What the task asks ▸
Would you please copy every line below that includes the string "execute"?

BEGIN Dataset

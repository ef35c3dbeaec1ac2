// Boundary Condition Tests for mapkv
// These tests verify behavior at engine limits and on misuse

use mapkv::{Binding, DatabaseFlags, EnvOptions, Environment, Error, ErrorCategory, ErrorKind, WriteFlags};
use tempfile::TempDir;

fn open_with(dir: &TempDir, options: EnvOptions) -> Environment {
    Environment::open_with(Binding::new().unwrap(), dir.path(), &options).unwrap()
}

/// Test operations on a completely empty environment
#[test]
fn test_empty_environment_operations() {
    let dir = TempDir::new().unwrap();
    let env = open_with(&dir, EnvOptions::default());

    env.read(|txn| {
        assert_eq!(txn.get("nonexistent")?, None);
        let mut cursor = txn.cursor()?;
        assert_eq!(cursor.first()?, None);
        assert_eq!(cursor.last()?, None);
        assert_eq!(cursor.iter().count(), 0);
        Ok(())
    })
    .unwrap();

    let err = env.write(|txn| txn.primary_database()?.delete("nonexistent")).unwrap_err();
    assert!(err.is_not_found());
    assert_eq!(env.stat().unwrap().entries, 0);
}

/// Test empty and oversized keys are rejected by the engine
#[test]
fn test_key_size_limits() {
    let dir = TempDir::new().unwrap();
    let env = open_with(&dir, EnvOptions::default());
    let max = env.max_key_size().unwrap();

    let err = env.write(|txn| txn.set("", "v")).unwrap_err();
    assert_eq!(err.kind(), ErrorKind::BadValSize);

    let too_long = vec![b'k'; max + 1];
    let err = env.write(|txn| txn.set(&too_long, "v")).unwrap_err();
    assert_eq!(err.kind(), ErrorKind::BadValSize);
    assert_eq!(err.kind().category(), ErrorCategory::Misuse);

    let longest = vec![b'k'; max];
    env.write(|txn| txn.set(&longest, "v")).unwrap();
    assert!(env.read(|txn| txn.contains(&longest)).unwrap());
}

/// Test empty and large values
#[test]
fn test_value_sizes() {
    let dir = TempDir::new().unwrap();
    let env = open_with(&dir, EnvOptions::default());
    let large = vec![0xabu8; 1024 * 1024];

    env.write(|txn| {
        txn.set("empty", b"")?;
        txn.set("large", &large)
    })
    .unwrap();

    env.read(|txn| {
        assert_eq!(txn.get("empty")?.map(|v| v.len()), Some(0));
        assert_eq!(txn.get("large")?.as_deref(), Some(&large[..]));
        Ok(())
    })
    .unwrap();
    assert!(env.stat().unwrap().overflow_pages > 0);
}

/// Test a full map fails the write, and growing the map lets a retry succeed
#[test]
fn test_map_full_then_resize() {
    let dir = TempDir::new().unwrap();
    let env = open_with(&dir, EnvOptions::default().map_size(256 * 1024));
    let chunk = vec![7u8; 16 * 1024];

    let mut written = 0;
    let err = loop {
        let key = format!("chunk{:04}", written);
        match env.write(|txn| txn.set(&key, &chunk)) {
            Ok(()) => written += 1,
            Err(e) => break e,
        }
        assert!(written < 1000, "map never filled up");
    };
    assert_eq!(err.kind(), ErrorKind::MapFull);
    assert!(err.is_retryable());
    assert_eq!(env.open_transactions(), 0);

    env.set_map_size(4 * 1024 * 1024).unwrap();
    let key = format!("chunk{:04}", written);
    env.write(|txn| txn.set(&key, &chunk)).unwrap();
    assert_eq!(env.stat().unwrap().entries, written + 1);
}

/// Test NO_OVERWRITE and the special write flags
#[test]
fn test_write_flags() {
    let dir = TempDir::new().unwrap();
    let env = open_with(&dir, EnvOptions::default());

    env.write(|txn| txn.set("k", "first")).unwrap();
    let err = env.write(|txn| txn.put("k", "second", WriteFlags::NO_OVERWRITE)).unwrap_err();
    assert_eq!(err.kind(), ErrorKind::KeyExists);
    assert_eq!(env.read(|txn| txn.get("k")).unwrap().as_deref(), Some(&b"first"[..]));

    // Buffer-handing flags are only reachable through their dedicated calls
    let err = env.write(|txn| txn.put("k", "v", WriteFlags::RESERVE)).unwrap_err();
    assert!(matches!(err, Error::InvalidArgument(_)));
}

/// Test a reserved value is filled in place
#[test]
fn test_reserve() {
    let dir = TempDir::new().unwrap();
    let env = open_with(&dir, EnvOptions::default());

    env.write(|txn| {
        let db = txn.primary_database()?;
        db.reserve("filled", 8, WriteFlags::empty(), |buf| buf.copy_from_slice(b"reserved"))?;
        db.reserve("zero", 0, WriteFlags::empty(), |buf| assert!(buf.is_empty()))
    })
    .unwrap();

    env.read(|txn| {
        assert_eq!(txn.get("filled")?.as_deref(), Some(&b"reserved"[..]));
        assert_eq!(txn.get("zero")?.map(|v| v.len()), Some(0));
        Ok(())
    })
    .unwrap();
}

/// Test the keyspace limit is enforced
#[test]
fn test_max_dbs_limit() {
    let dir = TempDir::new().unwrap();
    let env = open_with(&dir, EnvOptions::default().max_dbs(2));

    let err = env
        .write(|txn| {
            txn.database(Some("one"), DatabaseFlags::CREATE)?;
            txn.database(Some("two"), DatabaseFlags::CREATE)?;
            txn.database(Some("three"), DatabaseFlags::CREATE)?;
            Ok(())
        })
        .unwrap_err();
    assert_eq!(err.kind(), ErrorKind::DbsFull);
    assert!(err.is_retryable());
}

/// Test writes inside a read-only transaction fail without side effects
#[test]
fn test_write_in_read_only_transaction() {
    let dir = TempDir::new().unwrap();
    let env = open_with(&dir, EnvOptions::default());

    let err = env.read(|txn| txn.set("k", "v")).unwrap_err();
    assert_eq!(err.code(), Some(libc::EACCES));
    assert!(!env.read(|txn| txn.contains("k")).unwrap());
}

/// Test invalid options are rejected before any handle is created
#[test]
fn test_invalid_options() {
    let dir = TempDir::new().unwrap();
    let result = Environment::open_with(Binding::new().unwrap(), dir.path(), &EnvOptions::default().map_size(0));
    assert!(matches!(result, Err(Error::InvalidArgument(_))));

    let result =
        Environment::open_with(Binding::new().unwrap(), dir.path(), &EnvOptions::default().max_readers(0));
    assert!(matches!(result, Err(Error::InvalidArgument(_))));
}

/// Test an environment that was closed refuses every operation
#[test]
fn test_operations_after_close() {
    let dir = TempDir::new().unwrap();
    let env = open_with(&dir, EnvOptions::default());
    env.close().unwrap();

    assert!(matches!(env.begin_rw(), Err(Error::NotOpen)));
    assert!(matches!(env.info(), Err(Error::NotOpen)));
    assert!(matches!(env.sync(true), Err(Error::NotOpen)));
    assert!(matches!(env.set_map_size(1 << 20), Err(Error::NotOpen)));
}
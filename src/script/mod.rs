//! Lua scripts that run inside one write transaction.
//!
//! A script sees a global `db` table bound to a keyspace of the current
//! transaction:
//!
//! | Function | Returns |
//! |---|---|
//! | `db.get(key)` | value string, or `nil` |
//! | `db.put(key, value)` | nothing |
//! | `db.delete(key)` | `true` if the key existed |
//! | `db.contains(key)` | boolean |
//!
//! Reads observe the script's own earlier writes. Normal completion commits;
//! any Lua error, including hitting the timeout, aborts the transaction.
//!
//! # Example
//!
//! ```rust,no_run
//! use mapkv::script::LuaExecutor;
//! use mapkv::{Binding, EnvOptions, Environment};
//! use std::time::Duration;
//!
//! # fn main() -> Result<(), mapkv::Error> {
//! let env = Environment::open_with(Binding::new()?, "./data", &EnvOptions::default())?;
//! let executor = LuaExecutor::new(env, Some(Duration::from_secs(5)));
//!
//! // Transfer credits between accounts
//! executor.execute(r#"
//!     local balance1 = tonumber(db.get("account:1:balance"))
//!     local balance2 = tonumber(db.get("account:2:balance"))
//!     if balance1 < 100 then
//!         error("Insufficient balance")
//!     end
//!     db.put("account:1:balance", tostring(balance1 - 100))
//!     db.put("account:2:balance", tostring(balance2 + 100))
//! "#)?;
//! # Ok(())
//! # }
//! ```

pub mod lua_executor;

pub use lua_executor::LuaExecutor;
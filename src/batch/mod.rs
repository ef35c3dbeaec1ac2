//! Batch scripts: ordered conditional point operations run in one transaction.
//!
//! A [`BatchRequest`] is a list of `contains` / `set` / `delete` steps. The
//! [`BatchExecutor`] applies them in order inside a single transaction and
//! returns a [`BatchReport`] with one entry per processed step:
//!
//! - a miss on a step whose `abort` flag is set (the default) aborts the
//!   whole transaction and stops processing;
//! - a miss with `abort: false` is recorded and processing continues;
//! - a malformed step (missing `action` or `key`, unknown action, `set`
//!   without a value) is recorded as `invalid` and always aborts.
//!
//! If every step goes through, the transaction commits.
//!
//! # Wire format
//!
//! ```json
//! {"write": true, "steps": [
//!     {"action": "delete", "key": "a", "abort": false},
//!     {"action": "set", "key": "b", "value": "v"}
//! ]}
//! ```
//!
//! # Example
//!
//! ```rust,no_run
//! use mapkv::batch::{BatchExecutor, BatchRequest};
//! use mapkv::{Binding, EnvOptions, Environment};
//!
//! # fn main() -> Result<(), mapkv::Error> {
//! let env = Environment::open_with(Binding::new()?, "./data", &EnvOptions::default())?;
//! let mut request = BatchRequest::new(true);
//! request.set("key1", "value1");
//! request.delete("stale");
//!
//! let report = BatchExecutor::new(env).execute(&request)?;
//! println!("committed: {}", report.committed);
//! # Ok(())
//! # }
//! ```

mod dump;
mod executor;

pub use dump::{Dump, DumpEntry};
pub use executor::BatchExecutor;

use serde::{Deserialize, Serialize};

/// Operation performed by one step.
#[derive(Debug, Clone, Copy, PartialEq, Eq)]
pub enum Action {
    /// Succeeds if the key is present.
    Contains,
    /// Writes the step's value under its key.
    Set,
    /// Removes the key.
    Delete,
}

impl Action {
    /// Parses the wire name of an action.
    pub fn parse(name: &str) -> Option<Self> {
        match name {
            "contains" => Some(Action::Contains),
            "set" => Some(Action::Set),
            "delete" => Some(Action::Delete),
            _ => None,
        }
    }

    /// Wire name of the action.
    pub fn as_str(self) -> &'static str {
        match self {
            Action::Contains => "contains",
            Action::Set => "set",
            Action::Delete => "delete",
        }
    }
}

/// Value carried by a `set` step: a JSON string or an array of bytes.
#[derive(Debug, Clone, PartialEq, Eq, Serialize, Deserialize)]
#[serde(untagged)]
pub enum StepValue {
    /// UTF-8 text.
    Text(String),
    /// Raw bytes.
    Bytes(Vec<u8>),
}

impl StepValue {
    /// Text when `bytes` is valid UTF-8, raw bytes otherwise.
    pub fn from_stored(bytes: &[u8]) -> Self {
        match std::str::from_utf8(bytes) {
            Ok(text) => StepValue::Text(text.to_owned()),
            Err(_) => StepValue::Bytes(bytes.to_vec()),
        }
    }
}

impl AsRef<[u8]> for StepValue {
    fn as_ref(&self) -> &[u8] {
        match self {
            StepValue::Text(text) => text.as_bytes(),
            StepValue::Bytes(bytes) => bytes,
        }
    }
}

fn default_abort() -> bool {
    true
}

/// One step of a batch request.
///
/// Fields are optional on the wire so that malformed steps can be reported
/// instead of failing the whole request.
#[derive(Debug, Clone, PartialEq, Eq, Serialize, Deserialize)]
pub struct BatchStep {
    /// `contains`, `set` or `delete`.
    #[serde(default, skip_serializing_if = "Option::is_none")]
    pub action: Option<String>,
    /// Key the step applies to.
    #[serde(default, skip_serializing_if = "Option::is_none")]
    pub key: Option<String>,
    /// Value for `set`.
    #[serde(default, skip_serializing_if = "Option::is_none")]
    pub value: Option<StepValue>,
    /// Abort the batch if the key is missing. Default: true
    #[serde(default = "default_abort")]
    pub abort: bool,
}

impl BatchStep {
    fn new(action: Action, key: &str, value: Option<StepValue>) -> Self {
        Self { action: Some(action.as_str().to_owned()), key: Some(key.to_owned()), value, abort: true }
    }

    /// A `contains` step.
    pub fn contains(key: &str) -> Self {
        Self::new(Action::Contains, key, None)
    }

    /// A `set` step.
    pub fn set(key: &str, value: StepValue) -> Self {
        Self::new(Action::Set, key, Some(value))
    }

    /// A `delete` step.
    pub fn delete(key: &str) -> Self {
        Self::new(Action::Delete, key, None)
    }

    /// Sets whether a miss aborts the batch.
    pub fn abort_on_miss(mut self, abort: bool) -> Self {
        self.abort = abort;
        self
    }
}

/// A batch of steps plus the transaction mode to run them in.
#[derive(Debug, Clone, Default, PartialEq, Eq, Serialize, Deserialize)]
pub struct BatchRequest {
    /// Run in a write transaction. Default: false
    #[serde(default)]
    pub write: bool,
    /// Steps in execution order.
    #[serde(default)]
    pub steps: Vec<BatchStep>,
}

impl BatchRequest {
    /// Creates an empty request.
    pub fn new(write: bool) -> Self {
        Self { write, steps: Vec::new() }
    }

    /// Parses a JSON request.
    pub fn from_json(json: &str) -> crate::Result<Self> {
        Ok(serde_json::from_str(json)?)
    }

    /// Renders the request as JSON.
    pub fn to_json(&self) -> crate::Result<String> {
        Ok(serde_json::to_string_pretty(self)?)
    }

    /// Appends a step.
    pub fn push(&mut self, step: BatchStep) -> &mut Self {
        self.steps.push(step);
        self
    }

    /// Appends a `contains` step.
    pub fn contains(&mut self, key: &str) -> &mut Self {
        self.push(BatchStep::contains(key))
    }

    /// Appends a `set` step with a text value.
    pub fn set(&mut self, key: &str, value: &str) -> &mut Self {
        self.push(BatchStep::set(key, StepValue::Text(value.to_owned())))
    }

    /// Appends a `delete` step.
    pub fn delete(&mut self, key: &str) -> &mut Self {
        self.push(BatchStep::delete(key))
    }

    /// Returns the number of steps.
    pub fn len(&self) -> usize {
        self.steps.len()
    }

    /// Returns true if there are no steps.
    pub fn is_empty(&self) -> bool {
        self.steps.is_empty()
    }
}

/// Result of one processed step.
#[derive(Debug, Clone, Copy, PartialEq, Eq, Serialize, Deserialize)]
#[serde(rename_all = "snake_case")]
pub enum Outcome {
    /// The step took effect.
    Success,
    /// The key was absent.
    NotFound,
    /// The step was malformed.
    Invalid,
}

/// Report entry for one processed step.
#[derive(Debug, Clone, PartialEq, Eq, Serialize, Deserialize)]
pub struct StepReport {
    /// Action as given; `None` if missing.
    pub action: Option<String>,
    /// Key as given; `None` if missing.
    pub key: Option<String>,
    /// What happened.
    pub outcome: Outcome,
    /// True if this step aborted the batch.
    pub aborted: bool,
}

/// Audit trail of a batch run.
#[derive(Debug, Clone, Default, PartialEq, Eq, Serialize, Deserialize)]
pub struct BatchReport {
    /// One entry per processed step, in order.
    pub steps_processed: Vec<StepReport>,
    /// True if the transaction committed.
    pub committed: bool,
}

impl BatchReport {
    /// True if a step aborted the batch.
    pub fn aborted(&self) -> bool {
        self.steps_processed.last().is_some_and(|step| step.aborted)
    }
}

END Dataset

Answer to this task ▸
//! executor.execute(r#"
//! let report = BatchExecutor::new(env).execute(&request)?;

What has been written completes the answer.